Veteran Sutuju Aparat Diberi Kewenangan Penangkapan Sementara

Jakarta, Obsessionnews - Ketua Legiun Veteran Republik Indonesia (LVRI) wilayah DKI Jakarta Adi Mulyo meminta pemerintah lebih tegas dalam menangani terorisme di Indonesia. Aksi bom yang dilancarkan teroris tidak bisa dibiarkan terjadi terus menerus karena akan mengganggu upaya pembangunan. Pernyataan itu disampaikan Adi Mulyo di sela-sela peringatan Hari Ulang Tahun (HUT) LVRI ke-59 di kantornya di kawasan Duren Sawit, Jakarta Timur, Rabu (20/1/2016). "Kita itu mau rangkul negara bisanya terbangun kalau keadaan aman. Kalau keamanan tidak terjamin dengan adanya teroris atau radikalistis itu berarti ganggu sekali," ujar Adi kepada wartawan.
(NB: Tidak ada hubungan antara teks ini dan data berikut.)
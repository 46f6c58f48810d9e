//! Actor definition and per-instance pose engine
//!
//! An [`ActorDef`] pairs a skeleton with a motion library and is shared
//! between instances. Each [`Actor`] owns its pose: per-bone local
//! rotation/translation (defaulting to the bind attachment), derived
//! world transforms, a root transform, and a cue list driving scheduled
//! playback. Pose output is pulled through [`Actor::bone_transform`];
//! nothing is pushed.

use std::collections::{HashMap, VecDeque};
use std::sync::Arc;

use glam::Vec3;
use log::debug;

use crate::cue::{AnimationCue, CueList};
use crate::error::{Error, Result};
use crate::math::{Quat, Transform};
use crate::motion::{Motion, MotionId};
use crate::path::SampleCursor;
use crate::skeleton::Skeleton;

/// How [`Actor::blend_pose`] shapes its blend amount
#[derive(Debug, Clone, Copy, PartialEq, Eq, Default)]
pub enum BlendingType {
    /// Use the amount as-is
    #[default]
    Linear,
    /// Smoothstep remap of the scalar amount (ease in and out)
    Hermite,
}

/// Shared actor definition: a skeleton plus a motion library
#[derive(Debug, Default)]
pub struct ActorDef {
    skeleton: Skeleton,
    eval_order: Vec<usize>,
    motions: Vec<Arc<Motion>>,
    motions_by_name: HashMap<String, usize>,
}

impl ActorDef {
    /// Wrap a skeleton, validating its hierarchy once
    pub fn new(skeleton: Skeleton) -> Result<Self> {
        let eval_order = skeleton.evaluation_order()?;
        Ok(Self {
            skeleton,
            eval_order,
            motions: Vec::new(),
            motions_by_name: HashMap::new(),
        })
    }

    pub fn skeleton(&self) -> &Skeleton {
        &self.skeleton
    }

    pub fn has_bone_named(&self, name: &str) -> bool {
        self.skeleton.has_bone_named(name)
    }

    /// Add a motion to the library, returning its index
    ///
    /// Named motions are also reachable through
    /// [`ActorDef::motion_by_name`]; a repeated name shadows the earlier
    /// entry in the name lookup only.
    pub fn add_motion(&mut self, motion: Motion) -> usize {
        let index = self.motions.len();
        if let Some(name) = motion.name() {
            self.motions_by_name.insert(name.to_string(), index);
        }
        self.motions.push(Arc::new(motion));
        index
    }

    pub fn motion_count(&self) -> usize {
        self.motions.len()
    }

    pub fn motion(&self, index: usize) -> Option<&Arc<Motion>> {
        self.motions.get(index)
    }

    pub fn motion_by_name(&self, name: &str) -> Option<&Arc<Motion>> {
        self.motions_by_name.get(name).map(|&i| &self.motions[i])
    }

    pub fn motion_name(&self, index: usize) -> Option<&str> {
        self.motions.get(index).and_then(|m| m.name())
    }

    fn evaluation_order(&self) -> &[usize] {
        &self.eval_order
    }
}

/// One-time name resolution of a motion's paths against the skeleton,
/// plus per-path sampling cursors
#[derive(Debug)]
struct MotionBinding {
    /// Bone index per path, `None` for paths naming no bone here
    targets: Vec<Option<usize>>,
    cursors: Vec<SampleCursor>,
}

/// A posable instance of an [`ActorDef`]
#[derive(Debug)]
pub struct Actor {
    def: Arc<ActorDef>,
    /// Per-bone bind attachments, instance-local so they can be edited
    attachments: Vec<Transform>,
    /// Local pose each bone returns to when no motion covers it
    defaults: Vec<(Quat, Vec3)>,
    /// Current parent-relative pose per bone
    locals: Vec<(Quat, Vec3)>,
    /// Derived world transform per bone
    worlds: Vec<Transform>,
    root: Transform,
    blending: BlendingType,
    now: f32,
    cues: CueList,
    pending_events: VecDeque<(f32, String)>,
    bindings: HashMap<MotionId, MotionBinding>,
    /// Set by bone-optimized stepping: world transforms outside the
    /// requested chain are out of date until the next full pose
    stale: bool,
}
Adi menyatakan perlunya revisi terhadap UU nomor 15 tahun 2003 tentang Pemberantasan Tindak Pidana Terorisme, sebagai penguatan terhadap instrumen hukum. Di dalam revisi itu pemerintah diminta perlu mengakomodir usulan supaya polisi dan aparat lainnya diberi kewenangan penangkapan sementara terhadap terduga teroris. "Kalau dicurigai apa salahnya daripada nanti dia meledak lagi meledak lagi. Nah nyatanya dicurigai setelah dicek tempatnya ternyata bahan peledaknya ada," katanya. Selain pembenahan pada sisi regulasi, menurut Adi pemerintah perlu juga melakukan pendekatan kesejahteraan untuk meminimalir timbulnya gerakan radikalisasi di Indonesia serta penguatan kesadaran masyarakat melalui pendidikan kewarganegaraan. "Sebagai orang tua berharap kedepan semua untuk membuat pemerintah ini aman yang dibutuhkan masyarakat itu kesejahteraan yaitu sandang, pangan, papan, keselarasan dan pendidikan," lanjut dia. Revisi UU Terorisme mengemuka usai Jakarta diserang kelompok teroris bersenjata, pekan lalu. Pemerintah pun mulai memikirkan tentang pentingnya melakukan upaya pencegahan dini. Dengan cara memberi kewenangan penangkapan sementara terhadap aparat keamanan. (Has)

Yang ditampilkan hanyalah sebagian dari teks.